By day four of the Goodwin Fire burning out of control in the Prescott National Forest since June 24, residents of the town of Mayer received mandatory notices to evacuate.
That included roughly 100 families who regularly attend Mass at St. Joseph Mission along AZ-69 in Mayer. That entire passageway between Interstate 17 and State Route 169 remains closed.
Goodwin fire reaches Mayer, AZ,, this photo was taken at Black Canyon City AZ 6-27-17 Right off I-17 pic.twitter.com/chfrTcvxwE
— my life (@sandykstorm) June 28, 2017
Fr. Alphonsus Bakyil, SOLT, pastor of the mission which turned 102 this month, is safe at his other home in Camp Verde. He is also pastor of St. Frances Cabrini. He said many Mayer parishioners escaped by visiting adult children in Phoenix or Flagstaff.
Others, like Jesse Bais and his wife, headed to a friend’s place. They’re safe in Prescott Valley, the same place a Red Cross Shelter is set up at Bradshaw Mountain High School.
An estimated 60 people sought refuge there so far. Residents across Arizona took to Facebook and other social media to offer transportation of pets and boarding space.
“We just got a few clothes and medication and left,” said Bais, who lives about a mile from the church. He said area roadways looked like a parade was taking place.
Bais has lived in Mayer for 66 years and this is his first evacuation experience. He estimated about three hours between the time of the pre-evacuation notice and the mandatory one.

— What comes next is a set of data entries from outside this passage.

//! Getter methods for `TestOptions`

use std::sync::Arc;

use super::types::{AnalyzerFlags, RetryBackoff, TestOptions};
use crate::audit_engine::events::AuditEventHandler;

impl TestOptions {
    #[must_use]
    pub fn max_pages(&self) -> Option<usize> {
        self.max_pages
    }

    #[must_use]
    pub fn timeout_secs(&self) -> u64 {
        self.timeout_secs
    }

    #[must_use]
    pub fn max_concurrent(&self) -> usize {
        self.max_concurrent
    }

    #[must_use]
    pub fn max_retries(&self) -> u32 {
        self.max_retries
    }

    /// Total attempts a single URL may consume
    #[must_use]
    pub fn max_attempts(&self) -> u32 {
        self.max_retries.saturating_add(1)
    }

    #[must_use]
    pub fn retry_backoff(&self) -> RetryBackoff {
        self.retry_backoff
    }

    #[must_use]
    pub fn flags(&self) -> &AnalyzerFlags {
        &self.flags
    }

    #[must_use]
    pub fn event_handler(&self) -> Arc<dyn AuditEventHandler> {
        self.event_callbacks.handler()
    }

    /// Apply `max_pages` to a URL list, keeping input order
    #[must_use]
    pub fn plan<'a>(&self, urls: &'a [String]) -> &'a [String] {
        match self.max_pages {
            Some(limit) if limit < urls.len() => &urls[..limit],
            _ => urls,
        }
    }
}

“There’s no news, so we don’t know about structures, how much damage is done … so we’re in limbo,” Bais said before noon June 28.
He expected winds to pick up in the afternoon. The Goodwin Fire began west of State Route 69 and crossed over June 27, but the latest maps show it did so north of the church.
St. Joseph churchgoers also come from nearby communities of Cordes Lakes, Spring Valley and Dewey-Humboldt. “Arizona’s country town,” which was incorporated as two communities in one, had cold fire ash dropping this morning. By midday, Dewey-Humboldt received a pre-evacuation notice.
Some parishioners at St. Germaine in Prescott Valley north of Route 69 as it heads west toward State Route 89 are also in pre-evacuated areas. Parish staff is monitoring the situation and ready to connect with parishioners through Flocknote and other means to offer assistance for those effected by an evacuation. Although still far away, the Goodwin fire is spreading north toward the area.
There are hundreds of firefighters and other crews on the scene — some estimate up to 1,000 — with the fire consuming more than 20,000 acres so far.
Representatives from Catholic Charities Community Services’ northern locations said they are on stand-by to offer local support if needed, specifically to offer assistance to the Red Cross.
Staff members are currently distributing fliers to the populations they serve to prevent long-term stays in the national forests. Many homeless individuals camp out for extended periods of time so staff are constantly reaching out to them to offer resources.
Rick Brust, team lead for Catholic Charities’ PATH (Projects for Assistance in Transition from Homelessness) program, said that his team promotes fire safety and restrictions.
“Since private land is hard to find and liability issues may arise regarding camping for the homeless, more affordable and subsidized housing is needed to offset the possibility of forest fires,” Brust said. “Most homeless individuals and families that decide to camp within our forested regions are for the most part, respectable of maintaining clean campsites and remain aware of the fire restrictions that may be in effect.
“Most of our fires that have blazed since my time working here have mainly been caused by recklessness of inexperienced weekend campers and/or lightning. However, it only takes a spark.”
UPDATE June 29
— KAZM News (@KAZMNews) June 29, 2017
“Right now, the Red Cross is saying they have everything they need,” said Darrel Reynolds, site director for Catholic Charities in Prescott. “The community has responded very, very well to the need of help.”
A couple of people did stop by his office in need of food as a result of evacuation orders. Staff connected them to a nearby food bank.
Reynolds praised the work of firefighters. One June 27, he recalled watching the fire come over the mountain with a clear view of it a few miles from his front window.
“The plume this morning was smaller than it was yesterday,” he said.
UPDATE June 30
Bais and his wife were among those who were allowed to return home June 29 when evacuation orders for Mayer were lifted. Several major road closures remained in effect and many, like Bais, were without power for the first couple of hours. Even as of last night, he said about 100 residents were without power.
Bais also reported a friend on the west end of town where he took some pictures lost his place.